LSchueler
LSchueler

Reputation: 1514

Own implementation of Random Number Distribution for C++11

I need to implement my own random number distribution class in C++11, but I can't find a minimalistic implementation to get me started.

I have already searched the gcc source code, but only found the header files and not the implementations of the different non-uniform distributions.

Can you point me to a simple yet complete example of a non-uniform distribution class in C++11 or post one here?

Upvotes: 0

Views: 252

Answers (1)

pjs
pjs

Reputation: 19855

I guess implementing your own distribution is nothing too exotic...

You guess wrong. Luc Devroye wrote an 800 page book on the topic. There is no single technique that works for all distributions. There are 4 general approaches:

  1. Inversion - If the cumulative distribution function FX(b), -∞ < b < ∞, is a continuous and invertible function, then FX(X), the CDF applied to its own random variable, has a uniform(0,1) distribution. Equate FX(X)=U and solve for X (if possible).

  2. Convolution - Summing or differencing random variables yields a new distribution. For instance, the sum of two uniforms has a triangular distribution; or, the sum of n independent chi-squared(1)'s yields a chi-square(n)

  3. Composition - Some complex distributions can be built up piecewise from simpler distributions using conditional probability.
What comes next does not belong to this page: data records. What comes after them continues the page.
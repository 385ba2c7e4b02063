//! Order filtering for list views.
//!
//! Filters are pure predicates over already-loaded orders. All configured
//! predicates must match (logical AND); an empty filter matches everything.
//! Sorting is a separate step, see [`sort_newest_first`].

use chrono::{DateTime, NaiveDate, NaiveTime, TimeZone, Utc};
use serde::Deserialize;

use crate::error::OrderError;
use crate::order::Order;

/// Raw filter parameters as they arrive from a query string.
///
/// Empty strings are treated as absent.
#[derive(Debug, Clone, Default, Deserialize)]
#[serde(rename_all = "camelCase")]
pub struct OrderQuery {
    /// Inclusive start date (`YYYY-MM-DD` or RFC 3339).
    pub date_start: Option<String>,
    /// Inclusive end date; extended to the end of that day.
    pub date_end: Option<String>,
    /// Substring of the customer's mobile number.
    pub mobile: Option<String>,
    /// Substring of the order id or payment id, any case.
    #[serde(alias = "searchText")]
    pub search: Option<String>,
}

/// Inclusive `created_at` bounds.
#[derive(Debug, Clone, Copy, PartialEq, Eq)]
pub struct DateRange {
    pub start: DateTime<Utc>,
    pub end: DateTime<Utc>,
}

impl DateRange {
    #[must_use]
    pub fn contains(&self, at: DateTime<Utc>) -> bool {
        self.start <= at && at <= self.end
    }
}

/// A validated set of order predicates.
#[derive(Debug, Clone, Default, PartialEq, Eq)]
pub struct OrderFilter {
    date_range: Option<DateRange>,
    mobile: Option<String>,
    search: Option<String>,
}

impl OrderFilter {
    /// Validate raw query parameters.
    ///
    /// A missing start bound defaults to the Unix epoch and a missing end
    /// bound to the end of the current day (`now`'s date).
    ///
    /// # Errors
    ///
    /// Returns [`OrderError::Validation`] if a date does not parse or the
    /// start lies after the end.
    pub fn from_query(query: &OrderQuery, now: DateTime<Utc>) -> Result<Self, OrderError> {
        let start = non_empty(query.date_start.as_deref());
        let end = non_empty(query.date_end.as_deref());

        let date_range = if start.is_some() || end.is_some() {
            let start = start
                .map(|s| parse_date(s, "dateStart"))
                .transpose()?
                .map_or(DateTime::UNIX_EPOCH, start_of_day);
            let end = end
                .map(|s| parse_date(s, "dateEnd"))
                .transpose()?
                .map_or_else(|| end_of_day(now.date_naive()), end_of_day);
            if start > end {
                return Err(OrderError::validation("dateStart must not be after dateEnd"));
            }
            Some(DateRange { start, end })
        } else {
            None
        };

        Ok(Self {
            date_range,
            mobile: non_empty(query.mobile.as_deref()).map(str::to_owned),
            search: non_empty(query.search.as_deref()).map(str::to_lowercase),
        })
    }

    /// Restrict to customers whose mobile contains `mobile` (case-sensitive).
    #[must_use]
    pub fn with_mobile(mut self, mobile: impl Into<String>) -> Self {
        self.mobile = Some(mobile.into());
        self
    }

    /// Restrict to orders whose order id or payment id contains `text`.
    #[must_use]
    pub fn with_search(mut self, text: &str) -> Self {
        self.search = Some(text.to_lowercase());
        self
    }

    #[must_use]
    pub const fn date_range(&self) -> Option<&DateRange> {
        self.date_range.as_ref()
    }

    #[must_use]
    pub fn mobile(&self) -> Option<&str> {
        self.mobile.as_deref()
    }

    /// The search text, already lowercased.
    #[must_use]
    pub fn search(&self) -> Option<&str> {
        self.search.as_deref()
    }

    /// Whether `order` satisfies every configured predicate.
    #[must_use]
    pub fn matches(&self, order: &Order) -> bool {
        if let Some(range) = &self.date_range
            && !range.contains(order.created_at)
        {
            return false;
        }
        if let Some(mobile) = &self.mobile
            && !order.customer.mobile.contains(mobile.as_str())
        {
            return false;
        }
        if let Some(search) = &self.search {
            let in_order_id = order.order_id.as_str().to_lowercase().contains(search.as_str());
            let in_payment_id = order
                .payment_id
                .as_deref()
                .is_some_and(|id| id.to_lowercase().contains(search.as_str()));
            if !in_order_id && !in_payment_id {
                return false;
            }
        }
        true
    }

    /// Keep the matching orders, preserving input order.
    pub fn apply<I>(&self, orders: I) -> Vec<Order>
    where
        I: IntoIterator<Item = Order>,
    {
        orders.into_iter().filter(|o| self.matches(o)).collect()
    }
}

/// Sort by `created_at`, newest first.
pub fn sort_newest_first(orders: &mut [Order]) {
    orders.sort_by(|a, b| b.created_at.cmp(&a.created_at));
}

fn non_empty(value: Option<&str>) -> Option<&str> {
    value.map(str::trim).filter(|v| !v.is_empty())
}

fn parse_date(value: &str, field: &str) -> Result<NaiveDate, OrderError> {
    NaiveDate::parse_from_str(value, "%Y-%m-%d")
        .or_else(|_| DateTime::parse_from_rfc3339(value).map(|dt| dt.with_timezone(&Utc).date_naive()))
        .map_err(|_| OrderError::validation(format!("{field} is not a valid date: {value:?}")))
}

fn start_of_day(date: NaiveDate) -> DateTime<Utc> {
    Utc.from_utc_datetime(&date.and_time(NaiveTime::MIN))
}

fn end_of_day(date: NaiveDate) -> DateTime<Utc> {
    let last_milli = NaiveTime::from_hms_milli_opt(23, 59, 59, 999).unwrap_or(NaiveTime::MIN);
    Utc.from_utc_datetime(&date.and_time(last_milli))
}

#[cfg(test)]
#[allow(clippy::unwrap_used)]
mod tests {
    use chrono::Duration;

    use super::*;
    use crate::order::fixtures::placed;

    fn at(s: &str) -> DateTime<Utc> {
        DateTime::parse_from_rfc3339(s).unwrap().with_timezone(&Utc)
    }

    fn order(id: &str, mobile: &str, created: &str) -> Order {
        let mut order = placed(id, at(created));
        order.customer.mobile = mobile.to_string();
        order
    }

    fn sample() -> Vec<Order> {
        vec![
            order("ORD-100", "9876543210", "2026-03-01T10:00:00Z"),
            order("ORD-101", "9123498765", "2026-03-05T23:59:59Z"),
            order("ORD-102", "9000000001", "2026-03-06T00:00:00Z"),
        ]
    }

    fn query(start: Option<&str>, end: Option<&str>, mobile: Option<&str>, search: Option<&str>) -> OrderQuery {
        OrderQuery {
            date_start: start.map(str::to_owned),
            date_end: end.map(str::to_owned),
            mobile: mobile.map(str::to_owned),
            search: search.map(str::to_owned),
        }
    }

    fn ids(orders: &[Order]) -> Vec<&str> {
        orders.iter().map(|o| o.order_id.as_str()).collect()
    }

    #[test]
    fn empty_filter_matches_everything() {
        let filter = OrderFilter::from_query(&OrderQuery::default(), Utc::now()).unwrap();
        assert_eq!(filter.apply(sample()).len(), 3);
    }

    #[test]
    fn mobile_is_substring_match() {
        let filter = OrderFilter::default().with_mobile("98765");
        let result = filter.apply(sample());
        assert_eq!(ids(&result), vec!["ORD-100", "ORD-101"]);
        assert!(result.iter().all(|o| o.customer.mobile.contains("98765")));
    }

    #[test]
    fn end_date_covers_the_whole_day() {
        let now = at("2026-04-01T00:00:00Z");
        let filter = OrderFilter::from_query(&query(Some("2026-03-02"), Some("2026-03-05"), None, None), now).unwrap();
        assert_eq!(ids(&filter.apply(sample())), vec!["ORD-101"]);
    }

    #[test]
    fn missing_start_defaults_to_epoch() {
        let now = at("2026-04-01T00:00:00Z");
        let filter = OrderFilter::from_query(&query(None, Some("2026-03-01"), None, None), now).unwrap();
        assert_eq!(filter.date_range().unwrap().start, DateTime::UNIX_EPOCH);
        assert_eq!(ids(&filter.apply(sample())), vec!["ORD-100"]);
    }

    #[test]
    fn missing_end_defaults_to_end_of_today() {
        let now = at("2026-03-06T08:00:00Z");
        let filter = OrderFilter::from_query(&query(Some("2026-03-06"), None, None, None), now).unwrap();
        assert_eq!(filter.date_range().unwrap().end, at("2026-03-06T23:59:59.999Z"));
        assert_eq!(ids(&filter.apply(sample())), vec!["ORD-102"]);
    }

    #[test]
    fn date_range_narrows_mobile_results() {
        let now = at("2026-04-01T00:00:00Z");
        let mobile_only = OrderFilter::from_query(&query(None, None, Some("98765"), None), now).unwrap();
        let combined = OrderFilter::from_query(
            &query(Some("2026-03-02"), Some("2026-03-31"), Some("98765"), None),
            now,
        )
        .unwrap();

        let wide = mobile_only.apply(sample());
        let narrow = combined.apply(sample());
        assert!(narrow.len() <= wide.len());
        assert!(narrow.iter().all(|o| wide.contains(o)));
        assert_eq!(ids(&narrow), vec!["ORD-101"]);
    }

    #[test]
    fn search_matches_order_or_payment_id_case_insensitively() {
        let mut orders = sample();
        orders[2].payment_id = Some("pay_XyZ789".to_string());

        let by_order = OrderFilter::default().with_search("ord-10");
        assert_eq!(by_order.apply(orders.clone()).len(), 3);

        let by_payment = OrderFilter::default().with_search("xyz7");
        assert_eq!(ids(&by_payment.apply(orders)), vec!["ORD-102"]);
    }

    #[test]
    fn search_ignores_orders_without_payment_id() {
        let mut orders = sample();
        for o in &mut orders {
            o.payment_id = None;
        }
        assert!(OrderFilter::default().with_search("pay_").apply(orders).is_empty());
    }

    #[test]
    fn unparseable_date_is_a_validation_error() {
        let result = OrderFilter::from_query(&query(Some("03/01/2026"), None, None, None), Utc::now());
        assert!(matches!(result, Err(OrderError::Validation(_))));
    }

    #[test]
    fn inverted_range_is_a_validation_error() {
        let result = OrderFilter::from_query(&query(Some("2026-03-05"), Some("2026-03-01"), None, None), Utc::now());
        assert!(matches!(result, Err(OrderError::Validation(_))));
    }

    #[test]
    fn rfc3339_dates_are_accepted() {
        let filter = OrderFilter::from_query(
            &query(Some("2026-03-05T12:00:00+05:30"), Some("2026-03-05T12:00:00Z"), None, None),
            Utc::now(),
        )
        .unwrap();
        assert_eq!(filter.date_range().unwrap().start, at("2026-03-05T00:00:00Z"));
    }

    #[test]
    fn blank_parameters_are_ignored() {
        let filter = OrderFilter::from_query(&query(Some(" "), Some(""), Some(""), Some("  ")), Utc::now()).unwrap();
        assert_eq!(filter, OrderFilter::default());
    }

    #[test]
    fn sort_puts_newest_first() {
        let mut orders = sample();
        orders[0].created_at += Duration::days(30);
        sort_newest_first(&mut orders);
        assert_eq!(ids(&orders), vec!["ORD-100", "ORD-102", "ORD-101"]);
    }
}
  4. Tricks/special relations - Leverage unique relationships between different distributions such as the fact that the square of a standard normal is a chi-squared(1) random variable; or that a chi-squared(2) is identical to an exponential(2). Together with Pythagoras' thm, these two facts are at the heart of the Box-Muller method for generating normals. Plot two independent standard normals together, and you get a 2-d vector from (0,0) which heads off in a uniform(0,2π) direction and has length sqrt(exponential(2)). Generate such a vector and convert it back to Cartesian coordinates using both sine and cosine transformations to yield the two independent normals.

Devroye's book fills in the details for many "popular" distributions, but since there are an infinite number of distributions out there an exhaustive treatment would be impossible.

Section 4.3 on page 59 of this tutorial paper has one worked example for each of the four techniques sketched out above, and a proof of inversion on pages 60-62.